▶

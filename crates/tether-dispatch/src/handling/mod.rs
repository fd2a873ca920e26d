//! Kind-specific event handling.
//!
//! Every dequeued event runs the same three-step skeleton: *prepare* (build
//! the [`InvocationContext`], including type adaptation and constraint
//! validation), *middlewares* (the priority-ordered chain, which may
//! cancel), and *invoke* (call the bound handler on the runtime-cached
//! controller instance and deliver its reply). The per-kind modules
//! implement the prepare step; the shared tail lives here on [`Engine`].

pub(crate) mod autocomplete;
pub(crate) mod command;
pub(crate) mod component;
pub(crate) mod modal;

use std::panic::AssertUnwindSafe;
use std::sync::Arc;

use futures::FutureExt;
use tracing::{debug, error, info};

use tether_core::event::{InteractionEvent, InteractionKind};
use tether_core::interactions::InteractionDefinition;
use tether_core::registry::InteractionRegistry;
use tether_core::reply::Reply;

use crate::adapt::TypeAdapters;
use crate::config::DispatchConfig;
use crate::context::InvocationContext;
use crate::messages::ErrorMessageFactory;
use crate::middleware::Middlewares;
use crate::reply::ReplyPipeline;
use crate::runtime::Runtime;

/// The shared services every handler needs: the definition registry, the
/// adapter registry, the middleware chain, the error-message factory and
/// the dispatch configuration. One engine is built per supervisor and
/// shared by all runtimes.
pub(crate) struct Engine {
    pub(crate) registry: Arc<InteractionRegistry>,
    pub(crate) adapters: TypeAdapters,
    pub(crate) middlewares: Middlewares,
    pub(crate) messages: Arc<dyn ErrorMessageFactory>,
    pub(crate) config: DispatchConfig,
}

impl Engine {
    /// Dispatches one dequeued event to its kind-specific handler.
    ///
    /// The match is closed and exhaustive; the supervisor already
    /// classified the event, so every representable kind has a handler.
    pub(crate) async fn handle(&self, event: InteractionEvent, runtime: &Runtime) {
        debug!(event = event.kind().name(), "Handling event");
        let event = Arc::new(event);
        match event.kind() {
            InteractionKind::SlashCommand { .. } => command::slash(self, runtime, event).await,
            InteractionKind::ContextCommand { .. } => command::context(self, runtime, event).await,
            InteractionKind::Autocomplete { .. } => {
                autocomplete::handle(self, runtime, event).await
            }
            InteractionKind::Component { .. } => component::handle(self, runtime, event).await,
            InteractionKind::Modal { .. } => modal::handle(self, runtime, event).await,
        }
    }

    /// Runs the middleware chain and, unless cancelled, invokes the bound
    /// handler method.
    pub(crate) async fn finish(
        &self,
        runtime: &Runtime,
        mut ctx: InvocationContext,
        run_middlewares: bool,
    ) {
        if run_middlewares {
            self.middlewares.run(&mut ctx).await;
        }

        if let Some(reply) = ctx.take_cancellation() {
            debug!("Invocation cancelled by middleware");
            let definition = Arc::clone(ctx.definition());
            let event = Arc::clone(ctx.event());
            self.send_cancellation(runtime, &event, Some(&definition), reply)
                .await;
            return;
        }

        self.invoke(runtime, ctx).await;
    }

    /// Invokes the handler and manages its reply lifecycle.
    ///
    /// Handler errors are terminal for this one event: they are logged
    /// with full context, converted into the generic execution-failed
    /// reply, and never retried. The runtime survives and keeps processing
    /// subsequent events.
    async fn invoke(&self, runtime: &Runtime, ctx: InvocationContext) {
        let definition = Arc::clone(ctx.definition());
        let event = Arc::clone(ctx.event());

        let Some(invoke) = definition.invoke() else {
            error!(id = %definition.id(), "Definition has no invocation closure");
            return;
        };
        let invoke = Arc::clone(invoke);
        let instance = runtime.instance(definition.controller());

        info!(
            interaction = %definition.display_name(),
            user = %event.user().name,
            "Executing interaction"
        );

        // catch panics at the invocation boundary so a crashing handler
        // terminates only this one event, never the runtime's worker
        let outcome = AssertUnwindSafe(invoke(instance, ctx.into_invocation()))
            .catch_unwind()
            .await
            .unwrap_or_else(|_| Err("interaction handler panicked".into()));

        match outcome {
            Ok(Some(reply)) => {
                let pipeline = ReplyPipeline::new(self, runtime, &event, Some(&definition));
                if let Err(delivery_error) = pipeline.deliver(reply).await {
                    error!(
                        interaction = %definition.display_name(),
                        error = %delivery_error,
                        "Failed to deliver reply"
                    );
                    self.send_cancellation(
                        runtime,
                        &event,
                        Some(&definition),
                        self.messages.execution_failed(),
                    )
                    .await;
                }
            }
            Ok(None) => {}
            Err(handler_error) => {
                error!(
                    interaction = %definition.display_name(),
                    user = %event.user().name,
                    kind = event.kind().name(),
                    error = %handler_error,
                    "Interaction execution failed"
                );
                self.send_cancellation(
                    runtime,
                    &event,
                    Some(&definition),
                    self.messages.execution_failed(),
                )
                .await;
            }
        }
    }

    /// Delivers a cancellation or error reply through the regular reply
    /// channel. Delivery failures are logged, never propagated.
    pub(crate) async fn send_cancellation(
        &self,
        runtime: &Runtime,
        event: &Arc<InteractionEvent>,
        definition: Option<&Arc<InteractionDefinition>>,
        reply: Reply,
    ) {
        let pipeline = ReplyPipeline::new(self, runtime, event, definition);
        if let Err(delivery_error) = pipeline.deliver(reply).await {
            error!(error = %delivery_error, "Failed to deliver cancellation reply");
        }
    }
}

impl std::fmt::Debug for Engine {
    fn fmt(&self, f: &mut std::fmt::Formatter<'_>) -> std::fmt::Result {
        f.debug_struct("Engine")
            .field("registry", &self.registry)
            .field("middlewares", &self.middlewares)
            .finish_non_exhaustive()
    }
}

◀

### ACTIVITY
Note how many lines in the material hold the word "this", and give that number by itself.

### EXPECTED OUTPUT
2